Work instructions
Search the records for "static". Copy every line where it appears.
┌─ Supplied information
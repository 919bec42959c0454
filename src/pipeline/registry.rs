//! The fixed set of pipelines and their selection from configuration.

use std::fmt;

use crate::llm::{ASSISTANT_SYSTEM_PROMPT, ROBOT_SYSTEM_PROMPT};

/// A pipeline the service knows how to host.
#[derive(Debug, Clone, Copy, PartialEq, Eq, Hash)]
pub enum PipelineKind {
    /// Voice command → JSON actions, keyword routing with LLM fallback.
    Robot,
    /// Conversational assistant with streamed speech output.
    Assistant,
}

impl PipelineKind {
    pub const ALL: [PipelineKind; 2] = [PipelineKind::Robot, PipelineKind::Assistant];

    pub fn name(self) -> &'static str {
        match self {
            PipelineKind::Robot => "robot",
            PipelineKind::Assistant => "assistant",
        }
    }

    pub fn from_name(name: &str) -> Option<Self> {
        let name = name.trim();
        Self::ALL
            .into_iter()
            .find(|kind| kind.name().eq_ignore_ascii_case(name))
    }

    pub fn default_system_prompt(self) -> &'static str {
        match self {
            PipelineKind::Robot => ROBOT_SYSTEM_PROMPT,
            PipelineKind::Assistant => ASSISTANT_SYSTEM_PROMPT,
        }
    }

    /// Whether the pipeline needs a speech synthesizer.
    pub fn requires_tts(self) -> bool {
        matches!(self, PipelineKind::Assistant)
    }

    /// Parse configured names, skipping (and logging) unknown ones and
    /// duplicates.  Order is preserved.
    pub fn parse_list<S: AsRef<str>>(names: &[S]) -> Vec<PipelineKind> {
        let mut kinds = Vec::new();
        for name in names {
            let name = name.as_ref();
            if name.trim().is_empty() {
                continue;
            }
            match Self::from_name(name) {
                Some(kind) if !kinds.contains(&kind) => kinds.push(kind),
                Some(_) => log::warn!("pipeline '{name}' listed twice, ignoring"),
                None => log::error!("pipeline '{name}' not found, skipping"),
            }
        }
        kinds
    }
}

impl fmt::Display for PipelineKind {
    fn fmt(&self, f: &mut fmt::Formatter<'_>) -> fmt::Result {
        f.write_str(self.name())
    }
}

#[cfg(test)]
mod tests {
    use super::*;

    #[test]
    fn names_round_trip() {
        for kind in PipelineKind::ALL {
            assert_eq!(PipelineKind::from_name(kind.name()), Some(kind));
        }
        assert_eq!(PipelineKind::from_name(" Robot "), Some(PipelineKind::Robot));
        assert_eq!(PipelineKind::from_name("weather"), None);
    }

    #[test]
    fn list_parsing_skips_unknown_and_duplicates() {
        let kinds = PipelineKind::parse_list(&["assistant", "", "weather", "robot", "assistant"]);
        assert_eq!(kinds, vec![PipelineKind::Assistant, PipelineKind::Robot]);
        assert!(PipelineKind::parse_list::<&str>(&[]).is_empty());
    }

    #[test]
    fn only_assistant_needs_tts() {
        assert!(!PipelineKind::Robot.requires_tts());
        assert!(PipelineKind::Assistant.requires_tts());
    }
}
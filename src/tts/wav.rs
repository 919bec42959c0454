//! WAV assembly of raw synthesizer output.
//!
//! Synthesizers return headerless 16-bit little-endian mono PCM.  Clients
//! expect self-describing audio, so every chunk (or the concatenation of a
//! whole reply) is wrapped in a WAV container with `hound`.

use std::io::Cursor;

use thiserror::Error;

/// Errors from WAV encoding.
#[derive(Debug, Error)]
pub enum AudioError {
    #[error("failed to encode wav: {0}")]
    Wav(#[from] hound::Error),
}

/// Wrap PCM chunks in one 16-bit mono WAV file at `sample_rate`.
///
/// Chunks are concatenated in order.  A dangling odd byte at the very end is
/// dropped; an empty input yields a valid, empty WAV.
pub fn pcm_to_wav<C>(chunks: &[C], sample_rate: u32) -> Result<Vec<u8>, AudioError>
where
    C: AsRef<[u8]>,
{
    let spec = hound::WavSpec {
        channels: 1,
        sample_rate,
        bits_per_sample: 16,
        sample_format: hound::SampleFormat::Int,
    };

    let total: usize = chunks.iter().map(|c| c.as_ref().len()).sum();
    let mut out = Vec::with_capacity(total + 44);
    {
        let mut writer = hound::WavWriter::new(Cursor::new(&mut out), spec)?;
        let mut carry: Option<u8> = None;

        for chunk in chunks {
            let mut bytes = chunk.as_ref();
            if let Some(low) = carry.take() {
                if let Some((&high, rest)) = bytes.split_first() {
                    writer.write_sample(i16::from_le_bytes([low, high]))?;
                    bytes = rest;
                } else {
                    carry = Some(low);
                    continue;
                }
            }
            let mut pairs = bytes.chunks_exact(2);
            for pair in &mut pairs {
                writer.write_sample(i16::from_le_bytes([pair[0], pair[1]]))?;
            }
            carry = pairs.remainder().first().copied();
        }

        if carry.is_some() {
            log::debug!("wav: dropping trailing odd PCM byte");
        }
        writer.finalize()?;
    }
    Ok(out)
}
└─
┌─ Supplied information
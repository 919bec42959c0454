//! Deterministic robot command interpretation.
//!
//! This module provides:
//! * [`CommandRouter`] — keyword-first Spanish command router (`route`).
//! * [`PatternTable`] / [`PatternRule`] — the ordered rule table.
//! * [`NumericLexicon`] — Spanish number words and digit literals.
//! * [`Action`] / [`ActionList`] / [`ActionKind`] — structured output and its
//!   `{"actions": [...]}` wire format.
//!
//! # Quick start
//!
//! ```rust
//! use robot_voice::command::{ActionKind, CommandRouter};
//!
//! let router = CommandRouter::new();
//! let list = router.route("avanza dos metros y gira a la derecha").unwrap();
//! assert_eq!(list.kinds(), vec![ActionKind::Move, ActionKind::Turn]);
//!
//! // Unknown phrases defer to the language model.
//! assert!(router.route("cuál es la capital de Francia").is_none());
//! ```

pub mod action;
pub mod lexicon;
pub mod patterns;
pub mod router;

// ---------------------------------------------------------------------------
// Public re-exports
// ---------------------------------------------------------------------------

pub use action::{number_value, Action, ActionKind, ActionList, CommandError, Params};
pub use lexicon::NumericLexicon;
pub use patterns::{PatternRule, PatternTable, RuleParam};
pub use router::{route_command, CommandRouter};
└─
Task solution
    pub fn name(self) -> &'static str {
    pub fn default_system_prompt(self) -> &'static str {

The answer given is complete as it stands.